TRY IT: The entries that follow include a run beginning at the line with "#[derive(Error, Debug, PartialEq)]" and ending at the line with "match data.symptoms.iter_mut().find(|s| s.name"; restate that run word for word and leave the rest out.

LISTED ENTRIES:
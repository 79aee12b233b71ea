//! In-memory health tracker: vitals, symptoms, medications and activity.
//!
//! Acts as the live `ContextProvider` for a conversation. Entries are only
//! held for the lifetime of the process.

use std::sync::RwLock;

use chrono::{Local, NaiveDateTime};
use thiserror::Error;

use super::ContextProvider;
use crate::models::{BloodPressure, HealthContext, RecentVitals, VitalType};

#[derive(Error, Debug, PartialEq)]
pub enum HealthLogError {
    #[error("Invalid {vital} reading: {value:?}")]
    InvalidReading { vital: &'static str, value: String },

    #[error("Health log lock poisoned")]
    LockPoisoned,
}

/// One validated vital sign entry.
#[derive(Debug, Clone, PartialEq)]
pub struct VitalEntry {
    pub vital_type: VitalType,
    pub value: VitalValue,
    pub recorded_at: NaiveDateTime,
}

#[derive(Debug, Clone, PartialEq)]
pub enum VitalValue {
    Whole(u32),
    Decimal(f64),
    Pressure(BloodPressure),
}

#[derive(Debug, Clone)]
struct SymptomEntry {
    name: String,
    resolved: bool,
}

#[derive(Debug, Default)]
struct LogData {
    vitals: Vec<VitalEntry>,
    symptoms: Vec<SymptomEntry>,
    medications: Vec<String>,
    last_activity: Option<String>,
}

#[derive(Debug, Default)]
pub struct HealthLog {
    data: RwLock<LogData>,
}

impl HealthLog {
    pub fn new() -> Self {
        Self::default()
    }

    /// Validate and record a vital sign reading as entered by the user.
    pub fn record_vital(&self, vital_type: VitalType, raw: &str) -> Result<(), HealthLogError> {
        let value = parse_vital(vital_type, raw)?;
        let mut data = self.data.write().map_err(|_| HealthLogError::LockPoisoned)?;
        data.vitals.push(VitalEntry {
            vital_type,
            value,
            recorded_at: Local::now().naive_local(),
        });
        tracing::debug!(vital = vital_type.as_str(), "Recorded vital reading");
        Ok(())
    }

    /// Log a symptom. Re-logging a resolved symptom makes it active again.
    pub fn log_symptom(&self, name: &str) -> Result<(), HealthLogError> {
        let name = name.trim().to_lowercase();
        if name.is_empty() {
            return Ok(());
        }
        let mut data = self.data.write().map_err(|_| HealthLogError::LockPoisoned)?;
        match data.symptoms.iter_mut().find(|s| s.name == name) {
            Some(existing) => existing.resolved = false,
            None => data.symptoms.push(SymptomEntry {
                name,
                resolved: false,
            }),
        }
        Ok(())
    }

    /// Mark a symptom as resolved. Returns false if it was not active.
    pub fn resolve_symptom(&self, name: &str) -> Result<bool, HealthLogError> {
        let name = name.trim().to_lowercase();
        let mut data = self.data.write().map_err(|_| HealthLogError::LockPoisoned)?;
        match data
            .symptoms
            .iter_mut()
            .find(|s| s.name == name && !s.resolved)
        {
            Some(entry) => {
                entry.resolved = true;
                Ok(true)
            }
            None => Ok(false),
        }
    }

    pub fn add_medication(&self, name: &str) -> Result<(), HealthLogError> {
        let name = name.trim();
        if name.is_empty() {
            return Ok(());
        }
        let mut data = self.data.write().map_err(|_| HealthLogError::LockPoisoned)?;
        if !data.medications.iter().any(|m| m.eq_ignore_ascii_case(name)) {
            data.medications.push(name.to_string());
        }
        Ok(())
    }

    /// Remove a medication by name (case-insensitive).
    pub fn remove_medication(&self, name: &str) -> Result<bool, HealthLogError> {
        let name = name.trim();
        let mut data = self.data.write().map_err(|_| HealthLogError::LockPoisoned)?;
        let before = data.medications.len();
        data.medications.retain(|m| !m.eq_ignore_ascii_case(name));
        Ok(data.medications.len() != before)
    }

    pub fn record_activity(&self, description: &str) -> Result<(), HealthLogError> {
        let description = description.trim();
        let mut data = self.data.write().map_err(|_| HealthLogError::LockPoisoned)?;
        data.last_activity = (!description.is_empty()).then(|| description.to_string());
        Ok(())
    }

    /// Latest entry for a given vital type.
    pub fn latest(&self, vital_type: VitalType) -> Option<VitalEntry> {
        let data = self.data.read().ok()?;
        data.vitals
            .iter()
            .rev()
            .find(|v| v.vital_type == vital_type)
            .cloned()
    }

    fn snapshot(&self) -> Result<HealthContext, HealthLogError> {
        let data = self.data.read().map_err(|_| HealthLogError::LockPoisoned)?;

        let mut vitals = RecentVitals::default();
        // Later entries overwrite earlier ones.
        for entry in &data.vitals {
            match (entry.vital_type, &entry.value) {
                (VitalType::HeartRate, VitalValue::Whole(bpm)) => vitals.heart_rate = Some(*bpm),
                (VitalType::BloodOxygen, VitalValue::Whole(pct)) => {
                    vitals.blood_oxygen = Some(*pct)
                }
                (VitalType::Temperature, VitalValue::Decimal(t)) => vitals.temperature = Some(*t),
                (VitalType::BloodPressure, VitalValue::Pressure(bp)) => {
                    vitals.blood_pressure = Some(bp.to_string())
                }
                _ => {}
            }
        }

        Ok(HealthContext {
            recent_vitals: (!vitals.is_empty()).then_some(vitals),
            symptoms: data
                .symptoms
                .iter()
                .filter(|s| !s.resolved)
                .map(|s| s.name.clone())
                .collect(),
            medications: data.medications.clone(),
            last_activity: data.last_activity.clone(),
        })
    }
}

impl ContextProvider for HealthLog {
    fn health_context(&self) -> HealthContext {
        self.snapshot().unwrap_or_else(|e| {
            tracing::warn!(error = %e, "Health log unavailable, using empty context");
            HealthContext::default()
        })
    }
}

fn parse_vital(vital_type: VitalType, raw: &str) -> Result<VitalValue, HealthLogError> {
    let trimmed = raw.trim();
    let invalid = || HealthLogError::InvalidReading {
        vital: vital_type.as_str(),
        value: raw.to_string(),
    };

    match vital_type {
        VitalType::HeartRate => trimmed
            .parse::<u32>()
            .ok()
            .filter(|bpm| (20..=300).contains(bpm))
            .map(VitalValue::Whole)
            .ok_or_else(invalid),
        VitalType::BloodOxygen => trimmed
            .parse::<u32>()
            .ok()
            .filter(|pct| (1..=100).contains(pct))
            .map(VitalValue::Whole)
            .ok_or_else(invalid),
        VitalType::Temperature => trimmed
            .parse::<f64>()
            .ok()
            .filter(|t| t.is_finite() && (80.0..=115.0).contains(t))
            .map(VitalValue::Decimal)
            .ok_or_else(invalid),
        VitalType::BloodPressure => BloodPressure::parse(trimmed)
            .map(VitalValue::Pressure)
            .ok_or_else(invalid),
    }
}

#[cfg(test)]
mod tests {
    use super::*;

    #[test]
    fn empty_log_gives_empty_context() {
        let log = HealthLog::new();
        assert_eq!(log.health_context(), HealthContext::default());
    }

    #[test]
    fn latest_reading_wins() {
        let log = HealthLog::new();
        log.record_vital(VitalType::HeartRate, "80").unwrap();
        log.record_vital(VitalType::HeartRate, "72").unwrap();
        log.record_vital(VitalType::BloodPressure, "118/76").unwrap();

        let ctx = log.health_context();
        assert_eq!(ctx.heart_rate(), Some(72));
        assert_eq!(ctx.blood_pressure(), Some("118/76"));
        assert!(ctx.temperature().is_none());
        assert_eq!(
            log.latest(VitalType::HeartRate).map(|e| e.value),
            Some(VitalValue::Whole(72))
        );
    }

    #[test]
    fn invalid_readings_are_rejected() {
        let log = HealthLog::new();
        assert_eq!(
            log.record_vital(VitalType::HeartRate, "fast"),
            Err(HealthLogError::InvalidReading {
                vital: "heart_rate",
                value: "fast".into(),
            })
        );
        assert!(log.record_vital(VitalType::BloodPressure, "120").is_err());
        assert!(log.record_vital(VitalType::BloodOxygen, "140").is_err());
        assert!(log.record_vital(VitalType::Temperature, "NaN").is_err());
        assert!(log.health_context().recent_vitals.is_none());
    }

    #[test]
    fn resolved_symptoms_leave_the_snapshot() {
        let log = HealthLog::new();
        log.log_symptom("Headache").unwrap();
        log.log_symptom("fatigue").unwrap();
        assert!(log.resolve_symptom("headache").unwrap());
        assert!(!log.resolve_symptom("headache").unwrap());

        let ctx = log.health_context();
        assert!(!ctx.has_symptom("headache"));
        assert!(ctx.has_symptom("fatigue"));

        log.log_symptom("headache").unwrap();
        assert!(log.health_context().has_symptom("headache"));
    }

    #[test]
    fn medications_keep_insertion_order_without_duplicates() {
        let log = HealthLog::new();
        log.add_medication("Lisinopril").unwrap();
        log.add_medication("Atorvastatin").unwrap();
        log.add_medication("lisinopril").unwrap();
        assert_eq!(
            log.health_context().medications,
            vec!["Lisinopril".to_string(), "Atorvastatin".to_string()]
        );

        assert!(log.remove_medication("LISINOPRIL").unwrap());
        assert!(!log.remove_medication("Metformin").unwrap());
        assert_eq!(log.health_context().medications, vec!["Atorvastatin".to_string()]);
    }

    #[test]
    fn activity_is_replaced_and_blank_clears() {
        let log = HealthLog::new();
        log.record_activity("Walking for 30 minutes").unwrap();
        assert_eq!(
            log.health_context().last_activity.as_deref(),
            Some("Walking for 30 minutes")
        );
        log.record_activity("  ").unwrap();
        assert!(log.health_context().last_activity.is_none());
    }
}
--
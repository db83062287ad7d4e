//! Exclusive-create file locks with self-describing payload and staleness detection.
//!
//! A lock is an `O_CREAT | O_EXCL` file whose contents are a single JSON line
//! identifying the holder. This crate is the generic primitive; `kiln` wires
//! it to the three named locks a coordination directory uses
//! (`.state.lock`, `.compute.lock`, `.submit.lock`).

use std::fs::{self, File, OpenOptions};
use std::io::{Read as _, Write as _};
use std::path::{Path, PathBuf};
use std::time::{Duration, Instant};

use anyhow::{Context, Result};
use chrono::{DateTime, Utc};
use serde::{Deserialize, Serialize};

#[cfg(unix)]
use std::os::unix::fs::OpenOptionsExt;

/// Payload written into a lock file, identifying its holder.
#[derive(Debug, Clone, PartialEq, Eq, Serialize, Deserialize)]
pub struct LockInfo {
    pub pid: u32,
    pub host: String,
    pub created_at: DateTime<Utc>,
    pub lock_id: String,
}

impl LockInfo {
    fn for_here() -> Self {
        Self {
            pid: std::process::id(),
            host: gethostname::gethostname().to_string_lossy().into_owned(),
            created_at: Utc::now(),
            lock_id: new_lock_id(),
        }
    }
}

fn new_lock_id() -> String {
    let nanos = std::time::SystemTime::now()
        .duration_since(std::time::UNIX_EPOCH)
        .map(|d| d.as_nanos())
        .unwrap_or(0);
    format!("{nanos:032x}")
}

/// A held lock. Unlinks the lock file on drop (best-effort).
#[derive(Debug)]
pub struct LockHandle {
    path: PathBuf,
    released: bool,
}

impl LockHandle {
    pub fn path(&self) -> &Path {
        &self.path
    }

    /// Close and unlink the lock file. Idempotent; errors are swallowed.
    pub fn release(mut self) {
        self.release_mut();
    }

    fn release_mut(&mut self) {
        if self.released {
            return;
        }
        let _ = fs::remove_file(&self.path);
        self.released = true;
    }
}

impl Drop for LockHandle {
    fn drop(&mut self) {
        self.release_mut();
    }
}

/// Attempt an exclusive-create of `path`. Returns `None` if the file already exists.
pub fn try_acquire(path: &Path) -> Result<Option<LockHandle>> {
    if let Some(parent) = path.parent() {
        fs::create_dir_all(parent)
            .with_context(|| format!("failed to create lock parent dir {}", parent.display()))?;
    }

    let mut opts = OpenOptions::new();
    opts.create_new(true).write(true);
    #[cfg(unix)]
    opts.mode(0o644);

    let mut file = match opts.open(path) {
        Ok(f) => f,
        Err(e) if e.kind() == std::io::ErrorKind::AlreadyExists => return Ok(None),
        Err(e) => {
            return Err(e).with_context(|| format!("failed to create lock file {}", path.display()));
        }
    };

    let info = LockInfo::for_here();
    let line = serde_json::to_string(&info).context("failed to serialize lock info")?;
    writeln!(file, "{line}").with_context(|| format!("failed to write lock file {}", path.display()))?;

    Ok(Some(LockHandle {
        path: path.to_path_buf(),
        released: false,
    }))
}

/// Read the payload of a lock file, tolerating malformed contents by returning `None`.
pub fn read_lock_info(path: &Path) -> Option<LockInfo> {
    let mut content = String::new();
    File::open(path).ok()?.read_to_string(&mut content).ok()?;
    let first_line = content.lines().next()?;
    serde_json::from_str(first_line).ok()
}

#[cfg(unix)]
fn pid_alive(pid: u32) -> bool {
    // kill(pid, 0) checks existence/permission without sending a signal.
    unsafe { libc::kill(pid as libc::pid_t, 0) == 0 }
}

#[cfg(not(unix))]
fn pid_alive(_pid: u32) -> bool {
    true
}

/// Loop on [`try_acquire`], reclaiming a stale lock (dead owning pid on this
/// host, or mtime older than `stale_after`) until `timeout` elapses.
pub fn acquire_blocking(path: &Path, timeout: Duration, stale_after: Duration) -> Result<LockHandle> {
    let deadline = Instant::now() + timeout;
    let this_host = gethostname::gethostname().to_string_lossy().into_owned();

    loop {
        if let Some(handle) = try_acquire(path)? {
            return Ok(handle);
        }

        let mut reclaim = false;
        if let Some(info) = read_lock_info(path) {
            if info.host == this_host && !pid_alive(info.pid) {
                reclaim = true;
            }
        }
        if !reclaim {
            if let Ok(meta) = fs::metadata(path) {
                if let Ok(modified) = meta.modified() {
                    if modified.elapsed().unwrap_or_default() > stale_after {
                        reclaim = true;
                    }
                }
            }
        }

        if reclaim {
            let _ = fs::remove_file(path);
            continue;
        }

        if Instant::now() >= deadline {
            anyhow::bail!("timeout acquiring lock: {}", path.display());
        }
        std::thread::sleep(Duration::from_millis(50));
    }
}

RESULT FOR THIS TASK:
#[derive(Error, Debug, PartialEq)]
pub enum HealthLogError {
    #[error("Invalid {vital} reading: {value:?}")]
    InvalidReading { vital: &'static str, value: String },

    #[error("Health log lock poisoned")]
    LockPoisoned,
}

/// One validated vital sign entry.
#[derive(Debug, Clone, PartialEq)]
pub struct VitalEntry {
    pub vital_type: VitalType,
    pub value: VitalValue,
    pub recorded_at: NaiveDateTime,
}

#[derive(Debug, Clone, PartialEq)]
pub enum VitalValue {
    Whole(u32),
    Decimal(f64),
    Pressure(BloodPressure),
}

#[derive(Debug, Clone)]
struct SymptomEntry {
    name: String,
    resolved: bool,
}

#[derive(Debug, Default)]
struct LogData {
    vitals: Vec<VitalEntry>,
    symptoms: Vec<SymptomEntry>,
    medications: Vec<String>,
    last_activity: Option<String>,
}

#[derive(Debug, Default)]
pub struct HealthLog {
    data: RwLock<LogData>,
}

impl HealthLog {
    pub fn new() -> Self {
        Self::default()
    }

    /// Validate and record a vital sign reading as entered by the user.
    pub fn record_vital(&self, vital_type: VitalType, raw: &str) -> Result<(), HealthLogError> {
        let value = parse_vital(vital_type, raw)?;
        let mut data = self.data.write().map_err(|_| HealthLogError::LockPoisoned)?;
        data.vitals.push(VitalEntry {
            vital_type,
            value,
            recorded_at: Local::now().naive_local(),
        });
        tracing::debug!(vital = vital_type.as_str(), "Recorded vital reading");
        Ok(())
    }

    /// Log a symptom. Re-logging a resolved symptom makes it active again.
    pub fn log_symptom(&self, name: &str) -> Result<(), HealthLogError> {
        let name = name.trim().to_lowercase();
        if name.is_empty() {
            return Ok(());
        }
        let mut data = self.data.write().map_err(|_| HealthLogError::LockPoisoned)?;
        match data.symptoms.iter_mut().find(|s| s.name == name) {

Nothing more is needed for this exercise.